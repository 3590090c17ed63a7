//! Session save/load
//!
//! Session state is captured verbatim and written as JSON.

use serde::{Deserialize, Serialize};
use std::fs;
use std::path::{Path, PathBuf};

use crate::error::{LootError, LootResult};
use crate::game::Game;
use crate::items::equipment::EquipmentState;
use crate::items::grid::InventoryGrid;
use crate::items::item::ItemId;
use crate::items::vendor::VendorLedger;

/// Save file version for compatibility checking
pub const SAVE_VERSION: u32 = 1;

/// Number of save slots
pub const SAVE_SLOTS: u8 = 3;

/// Complete save data structure
#[derive(Debug, Clone, PartialEq, Serialize, Deserialize)]
pub struct SaveData {
    pub version: u32,
    /// Next uid the allocator will hand out
    pub next_item_id: ItemId,
    pub area_level: u32,
    pub inventory: InventoryGrid,
    pub equipment: EquipmentState,
    /// Vendor stock and the gold balance
    pub vendor: VendorLedger,
}

/// Brief summary of a save for display
#[derive(Debug, Clone, PartialEq, Eq)]
pub struct SaveSummary {
    pub area_level: u32,
    pub gold: u64,
    pub items: usize,
}

impl SaveData {
    pub fn summary(&self) -> SaveSummary {
        SaveSummary {
            area_level: self.area_level,
            gold: self.vendor.gold,
            items: self.inventory.count() + self.equipment.len(),
        }
    }
}

/// Get the save directory path
pub fn save_directory() -> PathBuf {
    use directories::ProjectDirs;

    if let Some(proj_dirs) = ProjectDirs::from("com", "lootforge", "Lootforge") {
        let mut path = proj_dirs.data_local_dir().to_path_buf();
        path.push("saves");
        path
    } else {
        // Fallback to current directory
        PathBuf::from("./saves")
    }
}

/// Get the path for a specific save slot
pub fn save_path(slot: u8) -> PathBuf {
    save_directory().join(format!("save_{}.json", slot))
}

/// Check if a save exists in the given slot
pub fn save_exists(slot: u8) -> bool {
    save_path(slot).exists()
}

/// Write save data to a file, creating parent directories
pub fn write_save(data: &SaveData, path: &Path) -> LootResult<()> {
    if let Some(parent) = path.parent() {
        fs::create_dir_all(parent)?;
    }
    let json = serde_json::to_string_pretty(data).map_err(|e| LootError::Parse(e.to_string()))?;
    fs::write(path, json)?;
    Ok(())
}

/// Read and version-check save data from a file
pub fn read_save(path: &Path) -> LootResult<SaveData> {
    let data = fs::read_to_string(path)?;
    let save: SaveData = serde_json::from_str(&data).map_err(|e| LootError::Parse(e.to_string()))?;

    // Version check
    if save.version != SAVE_VERSION {
        return Err(LootError::VersionMismatch {
            expected: SAVE_VERSION,
            found: save.version,
        });
    }
    Ok(save)
}

/// Save the session to a slot
pub fn save_game(game: &Game, slot: u8) -> LootResult<()> {
    write_save(&game.to_save_data(), &save_path(slot))?;
    log::info!("Game saved to slot {}", slot);
    Ok(())
}

/// Load a session snapshot from a slot
pub fn load_game(slot: u8) -> LootResult<SaveData> {
    let save = read_save(&save_path(slot))?;
    log::info!("Game loaded from slot {}", slot);
    Ok(save)
}

/// List all slots with a summary for those in use
pub fn list_saves() -> Vec<(u8, Option<SaveSummary>)> {
    (0..SAVE_SLOTS)
        .map(|slot| {
            let summary = if save_exists(slot) {
                load_game(slot).ok().map(|s| s.summary())
            } else {
                None
            };
            (slot, summary)
        })
        .collect()
}

/// Delete a save slot
pub fn delete_save(slot: u8) -> LootResult<()> {
    let path = save_path(slot);
    if path.exists() {
        fs::remove_file(&path)?;
        log::info!("Deleted save slot {}", slot);
    }
    Ok(())
}

#[cfg(test)]
mod tests {
    use super::*;
    use crate::config::LootConfig;
    use crate::data::Catalog;

    fn seeded_game() -> Game {
        let config = LootConfig { seed: Some(21), ..Default::default() };
        let mut game = Game::new(Catalog::default(), config).unwrap();
        game.set_area_level(12);
        for item in game.generate_loot(8) {
            let _ = game.pick_up(item);
        }
        game.refresh_vendor(0);
        game
    }

    #[test]
    fn test_save_load_round_trip() {
        let dir = tempfile::tempdir().unwrap();
        let path = dir.path().join("slot.json");
        let game = seeded_game();
        let data = game.to_save_data();

        write_save(&data, &path).unwrap();
        let loaded = read_save(&path).unwrap();
        assert_eq!(loaded, data);

        let resumed = Game::from_save(Catalog::default(), LootConfig::default(), loaded).unwrap();
        assert_eq!(resumed.inventory(), game.inventory());
        assert_eq!(resumed.vendor(), game.vendor());
        assert_eq!(resumed.area_level(), 12);
    }

    #[test]
    fn test_resumed_ids_do_not_collide() {
        let game = seeded_game();
        let data = game.to_save_data();
        let mut resumed = Game::from_save(Catalog::default(), LootConfig::default(), data).unwrap();
        let fresh = resumed.next_item_id();
        assert!(resumed.inventory().items().all(|i| i.uid < fresh));
        assert!(resumed.vendor().offers.iter().all(|i| i.uid < fresh));
    }

    #[test]
    fn test_version_mismatch() {
        let dir = tempfile::tempdir().unwrap();
        let path = dir.path().join("old.json");
        let mut data = seeded_game().to_save_data();
        data.version = SAVE_VERSION + 1;
        write_save(&data, &path).unwrap();

        assert_eq!(
            read_save(&path),
            Err(LootError::VersionMismatch { expected: SAVE_VERSION, found: SAVE_VERSION + 1 })
        );
        assert!(Game::from_save(Catalog::default(), LootConfig::default(), data).is_err());
    }

    #[test]
    fn test_corrupt_and_missing_files() {
        let dir = tempfile::tempdir().unwrap();
        let path = dir.path().join("bad.json");
        fs::write(&path, "{ not json").unwrap();
        assert!(matches!(read_save(&path), Err(LootError::Parse(_))));
        assert!(matches!(read_save(&dir.path().join("none.json")), Err(LootError::Io(_))));
    }

    #[test]
    fn test_summary() {
        let data = seeded_game().to_save_data();
        let summary = data.summary();
        assert_eq!(summary.area_level, 12);
        assert_eq!(summary.gold, data.vendor.gold);
        assert_eq!(summary.items, data.inventory.count());
    }
}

What is required: Return the entries above exactly, each one complete.

Answer to this task:
repository 3590090c17ed63a7
//! Session save/load
//!
//! Session state is captured verbatim and written as JSON.

use serde::{Deserialize, Serialize};
use std::fs;
use std::path::{Path, PathBuf};

use crate::error::{LootError, LootResult};
use crate::game::Game;
use crate::items::equipment::EquipmentState;
use crate::items::grid::InventoryGrid;
use crate::items::item::ItemId;
use crate::items::vendor::VendorLedger;

/// Save file version for compatibility checking
pub const SAVE_VERSION: u32 = 1;

/// Number of save slots
pub const SAVE_SLOTS: u8 = 3;

/// Complete save data structure
#[derive(Debug, Clone, PartialEq, Serialize, Deserialize)]
pub struct SaveData {
    pub version: u32,
    /// Next uid the allocator will hand out
    pub next_item_id: ItemId,
    pub area_level: u32,
    pub inventory: InventoryGrid,
    pub equipment: EquipmentState,
    /// Vendor stock and the gold balance
    pub vendor: VendorLedger,
}

/// Brief summary of a save for display
#[derive(Debug, Clone, PartialEq, Eq)]
pub struct SaveSummary {
    pub area_level: u32,
    pub gold: u64,
    pub items: usize,
}

impl SaveData {
    pub fn summary(&self) -> SaveSummary {
        SaveSummary {
            area_level: self.area_level,
            gold: self.vendor.gold,
            items: self.inventory.count() + self.equipment.len(),
        }
    }
}

/// Get the save directory path
pub fn save_directory() -> PathBuf {
    use directories::ProjectDirs;

    if let Some(proj_dirs) = ProjectDirs::from("com", "lootforge", "Lootforge") {
        let mut path = proj_dirs.data_local_dir().to_path_buf();
        path.push("saves");
        path
    } else {
        // Fallback to current directory
        PathBuf::from("./saves")
    }
}

/// Get the path for a specific save slot
pub fn save_path(slot: u8) -> PathBuf {
    save_directory().join(format!("save_{}.json", slot))
}

/// Check if a save exists in the given slot
pub fn save_exists(slot: u8) -> bool {
    save_path(slot).exists()
}

/// Write save data to a file, creating parent directories
pub fn write_save(data: &SaveData, path: &Path) -> LootResult<()> {
    if let Some(parent) = path.parent() {
        fs::create_dir_all(parent)?;
    }
    let json = serde_json::to_string_pretty(data).map_err(|e| LootError::Parse(e.to_string()))?;
    fs::write(path, json)?;
    Ok(())
}

/// Read and version-check save data from a file
pub fn read_save(path: &Path) -> LootResult<SaveData> {
    let data = fs::read_to_string(path)?;
    let save: SaveData = serde_json::from_str(&data).map_err(|e| LootError::Parse(e.to_string()))?;

    // Version check
    if save.version != SAVE_VERSION {
        return Err(LootError::VersionMismatch {
            expected: SAVE_VERSION,
            found: save.version,
        });
    }
    Ok(save)
}

/// Save the session to a slot
pub fn save_game(game: &Game, slot: u8) -> LootResult<()> {
    write_save(&game.to_save_data(), &save_path(slot))?;
    log::info!("Game saved to slot {}", slot);
    Ok(())
}

/// Load a session snapshot from a slot
pub fn load_game(slot: u8) -> LootResult<SaveData> {
    let save = read_save(&save_path(slot))?;
    log::info!("Game loaded from slot {}", slot);
    Ok(save)
}

/// List all slots with a summary for those in use
pub fn list_saves() -> Vec<(u8, Option<SaveSummary>)> {
    (0..SAVE_SLOTS)
        .map(|slot| {
            let summary = if save_exists(slot) {
                load_game(slot).ok().map(|s| s.summary())
            } else {
                None
            };
            (slot, summary)
        })
        .collect()
}

/// Delete a save slot
pub fn delete_save(slot: u8) -> LootResult<()> {
    let path = save_path(slot);
    if path.exists() {
        fs::remove_file(&path)?;
        log::info!("Deleted save slot {}", slot);
    }
    Ok(())
}

#[cfg(test)]
mod tests {
    use super::*;
    use crate::config::LootConfig;
    use crate::data::Catalog;

    fn seeded_game() -> Game {
        let config = LootConfig { seed: Some(21), ..Default::default() };
        let mut game = Game::new(Catalog::default(), config).unwrap();
        game.set_area_level(12);
        for item in game.generate_loot(8) {
            let _ = game.pick_up(item);
        }
        game.refresh_vendor(0);
        game
    }

    #[test]
    fn test_save_load_round_trip() {
        let dir = tempfile::tempdir().unwrap();
        let path = dir.path().join("slot.json");
        let game = seeded_game();
        let data = game.to_save_data();

        write_save(&data, &path).unwrap();
        let loaded = read_save(&path).unwrap();
        assert_eq!(loaded, data);

        let resumed = Game::from_save(Catalog::default(), LootConfig::default(), loaded).unwrap();
        assert_eq!(resumed.inventory(), game.inventory());
        assert_eq!(resumed.vendor(), game.vendor());
        assert_eq!(resumed.area_level(), 12);
    }

    #[test]
    fn test_resumed_ids_do_not_collide() {
        let game = seeded_game();
        let data = game.to_save_data();
        let mut resumed = Game::from_save(Catalog::default(), LootConfig::default(), data).unwrap();
        let fresh = resumed.next_item_id();
        assert!(resumed.inventory().items().all(|i| i.uid < fresh));
        assert!(resumed.vendor().offers.iter().all(|i| i.uid < fresh));
    }

    #[test]
    fn test_version_mismatch() {
        let dir = tempfile::tempdir().unwrap();
        let path = dir.path().join("old.json");
        let mut data = seeded_game().to_save_data();
        data.version = SAVE_VERSION + 1;
        write_save(&data, &path).unwrap();

        assert_eq!(
            read_save(&path),
            Err(LootError::VersionMismatch { expected: SAVE_VERSION, found: SAVE_VERSION + 1 })
        );
        assert!(Game::from_save(Catalog::default(), LootConfig::default(), data).is_err());
    }

    #[test]
    fn test_corrupt_and_missing_files() {
        let dir = tempfile::tempdir().unwrap();
        let path = dir.path().join("bad.json");
        fs::write(&path, "{ not json").unwrap();
        assert!(matches!(read_save(&path), Err(LootError::Parse(_))));
        assert!(matches!(read_save(&dir.path().join("none.json")), Err(LootError::Io(_))));
    }

    #[test]
    fn test_summary() {
        let data = seeded_game().to_save_data();
        let summary = data.summary();
        assert_eq!(summary.area_level, 12);
        assert_eq!(summary.gold, data.vendor.gold);
        assert_eq!(summary.items, data.inventory.count());
    }
}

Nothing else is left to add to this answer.